# I'm an American! I think.



## Kim Chee

Like the words Hipster, Oogle and Terrorist, I think the word "American" may have lost its meaning as well. I'm so confused about the meaning of the word that I am not sure what it means to be an American anymore. 

If I am born here am I an American?
If I say I'm an American, does that make me an American?
If I'm a Canadian citizen, am I an American?
If I pay taxes, does that work?
How about a passport?

This country was founded by people who wanted freedom and fought for it. I'm pretty sure they were Americans. 

I'm curious if there are any Americans here. Perhaps you can share your idea of what makes an American.


----------



## urchin

I say this with a black militant mindset so keep that in mind. 

I can NEVER be an American. If you want the long answer then I recommend reading or listening to one of Malcolm X's speeches. In short until people of color have equal standing with whites in society and law we can never really be Americans.


----------



## janktoaster

I was talking with someone the other day about this.. personally, I feel like "American" is like a mutt


----------



## Kim Chee

urchin said:


> I say this with a black militant mindset so keep that in mind.
> 
> I can NEVER be an American. If you want the long answer then I recommend reading or listening to one of Malcolm X's speeches. In short until people of color have equal standing with whites in society and law we can never really be Americans.
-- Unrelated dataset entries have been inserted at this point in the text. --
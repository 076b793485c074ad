//! Transfer lifecycle state machine.
//!
//! # States
//! - idle: no transfer yet
//! - awaiting_wallet_confirmation / awaiting_receipt: signing, then inclusion
//! - pending: included, backend checks running
//! - success / failed / error: terminal
//!
//! # State Transitions
//! ```text
//! idle → awaiting_wallet_confirmation → awaiting_receipt → pending → success
//!                   │                          │              ├─→ failed
//!                   └──────────→ error ←───────┴──────────────┘
//! ```
//! `pending → pending` is allowed (another backend check). Terminal states
//! never transition; a new submission starts a new record.

use alloy::primitives::TxHash;
use serde::Serialize;
use std::fmt;
use thiserror::Error;
use uuid::Uuid;

#[derive(Debug, Clone, Copy, PartialEq, Eq, Hash, Serialize)]
#[serde(rename_all = "snake_case")]
pub enum LifecycleState {
    Idle,
    AwaitingWalletConfirmation,
    AwaitingReceipt,
    Pending,
    Success,
    Failed,
    Error,
}

impl LifecycleState {
    pub fn as_str(&self) -> &'static str {
        match self {
            LifecycleState::Idle => "idle",
            LifecycleState::AwaitingWalletConfirmation => "awaiting_wallet_confirmation",
            LifecycleState::AwaitingReceipt => "awaiting_receipt",
            LifecycleState::Pending => "pending",
            LifecycleState::Success => "success",
            LifecycleState::Failed => "failed",
            LifecycleState::Error => "error",
        }
    }

    pub fn is_terminal(&self) -> bool {
        matches!(
            self,
            LifecycleState::Success | LifecycleState::Failed | LifecycleState::Error
        )
    }

    /// Whether `next` is a legal successor of `self`.
    pub fn can_transition_to(&self, next: LifecycleState) -> bool {
        use LifecycleState::*;
        matches!(
            (*self, next),
            (Idle, AwaitingWalletConfirmation)
                | (AwaitingWalletConfirmation, AwaitingReceipt)
                | (AwaitingWalletConfirmation, Error)
                | (AwaitingReceipt, Pending)
                | (AwaitingReceipt, Error)
                | (Pending, Pending)
                | (Pending, Success)
                | (Pending, Failed)
                | (Pending, Error)
        )
    }
}

impl fmt::Display for LifecycleState {
    fn fmt(&self, f: &mut fmt::Formatter<'_>) -> fmt::Result {
        f.write_str(self.as_str())
    }
}

#[derive(Debug, Clone, Copy, PartialEq, Eq, Error)]
#[error("illegal lifecycle transition {from} → {to}")]
pub struct IllegalTransition {
    pub from: LifecycleState,
    pub to: LifecycleState,
}

/// Bookkeeping for one submitted transfer.
#[derive(Debug, Clone, PartialEq, Eq, Serialize)]
pub struct TransferRecord {
    pub id: Uuid,
    pub transaction_hash: Option<TxHash>,
    pub state: LifecycleState,
    pub last_error: Option<String>,
    /// Backend status checks observed so far.
    pub poll_checks: u32,
}

impl TransferRecord {
    pub fn new() -> Self {
        Self {
            id: Uuid::new_v4(),
            transaction_hash: None,
            state: LifecycleState::Idle,
            last_error: None,
            poll_checks: 0,
        }
    }

    pub fn is_terminal(&self) -> bool {
        self.state.is_terminal()
    }

    /// Move to `next`, rejecting regressions and skips.
    pub fn transition(&mut self, next: LifecycleState) -> Result<(), IllegalTransition> {
        if !self.state.can_transition_to(next) {
            return Err(IllegalTransition {
                from: self.state,
                to: next,
            });
        }
        self.state = next;
        Ok(())
    }

    /// Move to `error` and record why.
    pub fn fail(&mut self, message: impl Into<String>) -> Result<(), IllegalTransition> {
        self.transition(LifecycleState::Error)?;
        self.last_error = Some(message.into());
        Ok(())
    }
}

impl Default for TransferRecord {
    fn default() -> Self {
        Self::new()
    }
}

/// One step in the history of a transfer record.
///
/// Unlike the record snapshot, this stream keeps every step, so observers
/// see each transition and each backend check in order.
#[derive(Debug, Clone, PartialEq, Eq, Serialize)]
#[serde(tag = "kind", rename_all = "snake_case")]
pub enum TransferEvent {
    /// A fresh `idle` record replaced the previous one.
    Started { record_id: Uuid },
    StateChanged {
        record_id: Uuid,
        from: LifecycleState,
        to: LifecycleState,
    },
    /// The wallet returned a transaction hash.
    Broadcast { record_id: Uuid, tx_hash: TxHash },
    /// A backend check returned an envelope. `status` is `None` when the
    /// payload had no status field.
    Checked {
        record_id: Uuid,
        attempt: u32,
        status: Option<String>,
    },
}

impl TransferEvent {
    pub fn record_id(&self) -> Uuid {
        match self {
            TransferEvent::Started { record_id }
            | TransferEvent::StateChanged { record_id, .. }
            | TransferEvent::Broadcast { record_id, .. }
            | TransferEvent::Checked { record_id, .. } => *record_id,
        }
    }
}
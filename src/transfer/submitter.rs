//! Transfer validation and submission.
//!
//! # Responsibilities
//! - Check preconditions in order, before any network call
//! - Scale the human amount to base units without floating point
//! - Invoke the transfer capability and wait for inclusion

use alloy::primitives::{Address, TxHash, U256};
use std::sync::Arc;
use thiserror::Error;

use crate::blockchain::address::parse_address;
use crate::blockchain::units::{parse_units, AmountError};
use crate::wallet::provider::{TransferReceipt, WalletError, WalletProvider};
use crate::wallet::session::{Session, TokenMeta};

/// User-supplied transfer input.
#[derive(Debug, Clone, PartialEq, Eq)]
pub struct TransferRequest {
    pub recipient: String,
    pub amount: String,
}

impl TransferRequest {
    pub fn new(recipient: impl Into<String>, amount: impl Into<String>) -> Self {
        Self {
            recipient: recipient.into(),
            amount: amount.into(),
        }
    }
}

/// Rejections raised before anything is sent.
#[derive(Debug, Clone, PartialEq, Eq, Error)]
pub enum ValidationError {
    #[error("Wallet not connected. Connect your wallet first.")]
    NotConnected,

    #[error("Invalid recipient address.")]
    InvalidRecipient,

    #[error("Missing fields: recipient and amount are required.")]
    MissingFields,

    #[error("Invalid amount: {0}")]
    InvalidAmount(#[from] AmountError),
}

/// Failures once the wallet has been asked to sign.
#[derive(Debug, Clone, PartialEq, Eq, Error)]
pub enum SubmissionError {
    #[error("Transaction rejected in wallet: {0}")]
    Rejected(String),

    #[error("Transaction reverted: {0}")]
    Reverted(String),

    #[error("Transaction failed: {0}")]
    Failed(String),

    #[error("Waiting for inclusion failed: {0}")]
    Inclusion(String),
}

impl SubmissionError {
    fn from_send(err: WalletError) -> Self {
        if err.user_rejected {
            SubmissionError::Rejected(err.describe().to_string())
        } else if let Some(reason) = err.reason {
            SubmissionError::Reverted(reason)
        } else {
            SubmissionError::Failed(err.message)
        }
    }

    fn from_wait(err: WalletError) -> Self {
        match err.reason {
            Some(reason) => SubmissionError::Reverted(reason),
            None => SubmissionError::Inclusion(err.message),
        }
    }
}

/// A validated transfer ready to be signed.
#[derive(Clone)]
pub struct PreparedTransfer {
    pub signer: Arc<dyn WalletProvider>,
    pub recipient: Address,
    pub amount: U256,
}

impl std::fmt::Debug for PreparedTransfer {
    fn fmt(&self, f: &mut std::fmt::Formatter<'_>) -> std::fmt::Result {
        f.debug_struct("PreparedTransfer")
            .field("recipient", &self.recipient)
            .field("amount", &self.amount)
            .finish()
    }
}

/// Handle to a broadcast transfer.
#[derive(Clone)]
pub struct TransactionHandle {
    pub hash: TxHash,
    signer: Arc<dyn WalletProvider>,
}

impl TransactionHandle {
    /// Wait for inclusion. A mined-but-reverted transaction is an error.
    pub async fn wait(&self) -> Result<TransferReceipt, SubmissionError> {
        let receipt = self
            .signer
            .wait_for_receipt(self.hash)
            .await
            .map_err(SubmissionError::from_wait)?;

        if !receipt.succeeded {
            return Err(SubmissionError::Reverted(format!(
                "transaction {} reverted in block {}",
                self.hash, receipt.block_number
            )));
        }
        Ok(receipt)
    }
}

impl std::fmt::Debug for TransactionHandle {
    fn fmt(&self, f: &mut std::fmt::Formatter<'_>) -> std::fmt::Result {
        f.debug_struct("TransactionHandle").field("hash", &self.hash).finish()
    }
}

/// Validates and sends token transfers for one token contract.
#[derive(Debug, Clone)]
pub struct TransferSubmitter {
    token: Address,
}

impl TransferSubmitter {
    pub fn new(token: Address) -> Self {
        Self { token }
    }

    pub fn token(&self) -> Address {
        self.token
    }

    /// Check preconditions and convert the amount. Makes no network call.
    pub fn prepare(
        &self,
        request: &TransferRequest,
        session: &Session,
        token: &TokenMeta,
    ) -> Result<PreparedTransfer, ValidationError> {
        let signer = match (&session.account, &session.signer) {
            (Some(_), Some(signer)) => signer.clone(),
            _ => return Err(ValidationError::NotConnected),
        };

        let recipient = parse_address(&request.recipient).ok_or(ValidationError::InvalidRecipient)?;

        if request.amount.trim().is_empty() || request.recipient.is_empty() {
            return Err(ValidationError::MissingFields);
        }

        let amount = parse_units(&request.amount, token.decimals)?;

        Ok(PreparedTransfer {
            signer,
            recipient,
            amount,
        })
    }

    /// Ask the wallet to sign and broadcast the transfer.
    pub async fn send(&self, prepared: &PreparedTransfer) -> Result<TransactionHandle, SubmissionError> {
        tracing::info!(
            token = %self.token,
            recipient = %prepared.recipient,
            amount = %prepared.amount,
            "Sending token transfer"
        );

        let hash = prepared
            .signer
            .send_transfer(self.token, prepared.recipient, prepared.amount)
            .await
            .map_err(SubmissionError::from_send)?;

        tracing::info!(tx_hash = %hash, "Transfer broadcast, waiting for inclusion");
        Ok(TransactionHandle {
            hash,
            signer: prepared.signer.clone(),
        })
    }

    /// Validate then send.
    pub async fn submit(
        &self,
        request: &TransferRequest,
        session: &Session,
        token: &TokenMeta,
    ) -> Result<TransactionHandle, TransferError> {
        let prepared = self.prepare(request, session, token)?;
        Ok(self.send(&prepared).await?)
    }
}

/// Everything `submit` can fail with.
#[derive(Debug, Clone, PartialEq, Eq, Error)]
pub enum TransferError {
    #[error("A transfer is already in progress.")]
    Busy,

    #[error(transparent)]
    Validation(#[from] ValidationError),

    #[error(transparent)]
    Submission(#[from] SubmissionError),

    /// The record was ended underneath the submission (network change or
    /// teardown).
    #[error("Transfer interrupted: {0}")]
    Interrupted(String),
}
I'm not black nor am I a person of any color, so I have difficulty understanding the word "equal". Something I don't have difficulty understanding is that there is a family of African Americans residing in the White House who's head of household happens to hold the highest public office in the nation. There are also many programs which I do not qualify for, government contracts which (if I were to bid) I may not get as a person of color with a less competitive bid (pricewise) was chosen and quite a few jobs which offer preferential treatment to non-whites. I'm not sure how people of color will achieve equality given the preferential treatment accorded by law. At the same time, I'm not sure how eliminating these race based preferences would be perceived by the public. Damned if you do, damned if you don't.
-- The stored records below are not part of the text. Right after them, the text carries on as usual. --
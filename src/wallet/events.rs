//! Scoped registration for wallet notifications.

use std::future::Future;
use tokio::sync::broadcast::{self, error::RecvError};
use tokio::task::JoinHandle;

use crate::wallet::provider::WalletEvent;

/// A live listener for wallet notifications.
///
/// The listener task is aborted when the subscription is dropped, so a
/// handler can never outlive the session that registered it.
#[derive(Debug)]
pub struct EventSubscription {
    handle: JoinHandle<()>,
}

impl EventSubscription {
    /// Spawn a task that runs `handler` for every notification, one at a
    /// time and each to completion.
    pub fn spawn<F, Fut>(mut events: broadcast::Receiver<WalletEvent>, mut handler: F) -> Self
    where
        F: FnMut(WalletEvent) -> Fut + Send + 'static,
        Fut: Future<Output = bool> + Send + 'static,
    {
        let handle = tokio::spawn(async move {
            loop {
                match events.recv().await {
                    Ok(event) => {
                        tracing::debug!(?event, "Wallet notification received");
                        if !handler(event).await {
                            break;
                        }
                    }
                    Err(RecvError::Lagged(skipped)) => {
                        tracing::warn!(skipped, "Wallet notifications dropped");
                    }
                    Err(RecvError::Closed) => break,
                }
            }
            tracing::debug!("Wallet notification listener stopped");
        });

        Self { handle }
    }

    pub fn is_active(&self) -> bool {
        !self.handle.is_finished()
    }

    /// Deregister explicitly.
    pub fn cancel(self) {
        drop(self);
    }
}

impl Drop for EventSubscription {
    fn drop(&mut self) {
        self.handle.abort();
    }
}
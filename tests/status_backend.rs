//! Status client and poller against a live HTTP backend.

use std::sync::atomic::Ordering;
use std::sync::{Arc, Mutex};
use std::time::Duration;
use tokio_util::sync::CancellationToken;

use token_transfer::status::{
    HttpStatusClient, PollError, PollOutcome, StatusFetchError, StatusPoller, StatusSource,
};

mod common;

const HASH: &str = "0x00000000000000000000000000000000000000000000000000000000000000ab";

fn client(addr: std::net::SocketAddr) -> HttpStatusClient {
    HttpStatusClient::new(&format!("http://{}", addr), Duration::from_secs(5)).unwrap()
}

#[tokio::test]
async fn test_client_requests_status_path() {
    let seen = Arc::new(Mutex::new(Vec::new()));
    let recorder = seen.clone();
    let addr = common::start_programmable_backend(move |path| {
        recorder.lock().unwrap().push(path);
        async { (200, r#"{"status":"pending"}"#.to_string()) }
    })
    .await;

    let envelope = client(addr).fetch_status(HASH).await.unwrap();
    assert_eq!(envelope.status.as_deref(), Some("pending"));
    assert_eq!(seen.lock().unwrap().as_slice(), [format!("/tx_status/{}", HASH)]);
}

#[tokio::test]
async fn test_client_separates_failure_kinds() {
    let (addr, _) = common::start_scripted_backend(vec![(503, "busy")]).await;
    assert_eq!(
        client(addr).fetch_status(HASH).await.unwrap_err(),
        StatusFetchError::HttpStatus(503)
    );

    let (addr, _) = common::start_scripted_backend(vec![(200, "<html>oops</html>")]).await;
    assert!(matches!(
        client(addr).fetch_status(HASH).await.unwrap_err(),
        StatusFetchError::Parse(_)
    ));

    let (addr, _) = common::start_scripted_backend(vec![(200, "{}")]).await;
    let envelope = client(addr).fetch_status(HASH).await.unwrap();
    assert!(envelope.status.is_none());
}

#[tokio::test]
async fn test_poll_pending_then_success() {
    let (addr, calls) = common::start_scripted_backend(vec![
        (200, r#"{"status":"pending"}"#),
        (200, r#"{"status":"pending"}"#),
        (200, r#"{"status":"success"}"#),
    ])
    .await;
    let poller = StatusPoller::new(Arc::new(client(addr)), Duration::from_millis(50));

    let mut attempts = Vec::new();
    let outcome = poller
        .poll(HASH, &CancellationToken::new(), |check| attempts.push(check.attempt))
        .await;

    assert_eq!(outcome, Some(PollOutcome::Success));
    assert_eq!(attempts, vec![1, 2, 3]);
    assert_eq!(calls.load(Ordering::SeqCst), 3);
}

#[tokio::test]
async fn test_poll_retries_non_success_after_first_check() {
    let (addr, calls) = common::start_scripted_backend(vec![
        (200, r#"{"status":"pending"}"#),
        (502, "bad gateway"),
        (500, "internal"),
        (200, r#"{"status":"failed"}"#),
    ])
    .await;
    let poller = StatusPoller::new(Arc::new(client(addr)), Duration::from_millis(50));

    let outcome = poller.poll(HASH, &CancellationToken::new(), |_| {}).await;
    assert_eq!(outcome, Some(PollOutcome::Failed));
    assert_eq!(calls.load(Ordering::SeqCst), 4);
}

#[tokio::test]
async fn test_first_check_non_success_is_fatal() {
    let (addr, calls) = common::start_scripted_backend(vec![(404, "not found"), (200, r#"{"status":"success"}"#)]).await;
    let poller = StatusPoller::new(Arc::new(client(addr)), Duration::from_millis(50));

    let outcome = poller.poll(HASH, &CancellationToken::new(), |_| {}).await;
    assert_eq!(outcome, Some(PollOutcome::Error(PollError::HttpStatus(404))));

    tokio::time::sleep(Duration::from_millis(200)).await;
    assert_eq!(calls.load(Ordering::SeqCst), 1);
}

#[tokio::test]
async fn test_backend_error_status_carries_message() {
    let (addr, _) = common::start_scripted_backend(vec![(
        200,
        r#"{"status":"error","message":"node unavailable"}"#,
    )])
    .await;
    let poller = StatusPoller::new(Arc::new(client(addr)), Duration::from_millis(50));

    let outcome = poller.poll(HASH, &CancellationToken::new(), |_| {}).await;
    match outcome {
        Some(PollOutcome::Error(e)) => assert!(e.to_string().contains("node unavailable")),
        other => panic!("expected backend error, got {:?}", other),
    }
}

#[tokio::test]
async fn test_unreachable_backend_ends_with_fetch_error() {
    // Bind then drop a listener so the port is known to be closed.
    let listener = tokio::net::TcpListener::bind("127.0.0.1:0").await.unwrap();
    let addr = listener.local_addr().unwrap();
    drop(listener);

    let poller = StatusPoller::new(Arc::new(client(addr)), Duration::from_millis(50));
    let outcome = poller.poll(HASH, &CancellationToken::new(), |_| {}).await;

    match outcome {
        Some(PollOutcome::Error(e @ PollError::Transport(_))) => {
            assert!(e.to_string().starts_with("Failed to fetch transaction status from backend"))
        }
        other => panic!("expected transport error, got {:?}", other),
    }
}

#[tokio::test]
async fn test_cancel_stops_requests() {
    let (addr, calls) = common::start_scripted_backend(vec![(200, r#"{"status":"pending"}"#)]).await;
    let poller = StatusPoller::new(Arc::new(client(addr)), Duration::from_millis(50));
    let cancel = CancellationToken::new();

    let task = {
        let cancel = cancel.clone();
        tokio::spawn(async move { poller.poll(HASH, &cancel, |_| {}).await })
    };

    tokio::time::sleep(Duration::from_millis(180)).await;
    cancel.cancel();
    assert_eq!(task.await.unwrap(), None);

    let seen = calls.load(Ordering::SeqCst);
    tokio::time::sleep(Duration::from_millis(200)).await;
    assert_eq!(calls.load(Ordering::SeqCst), seen);
}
Think you have it hard, try being a woman.

Fortunately for me, I do qualify for some of those government goodies. I'm a veteran and somebody decided that we (vets) should get some preference as well. 

As an American, I haven't been waving any flag in the last 20 or so years.


----------



## iamwhatiam

I like how J. Krishnamurti put it in one his talks to an audience:

_"To love anything beautiful in a country is normal and natural, but when that love is used by exploiters in their own interest it is called nationalism. Nationalism is fanned into imperialism, and then the stronger people divide and exploit the weaker, with the Bible in one hand and a bayonet in the other. The world is dominated by the spirit of cunning, ruthless exploitation, from which war must ensue. This spirit of nationalism is the greatest stupidity.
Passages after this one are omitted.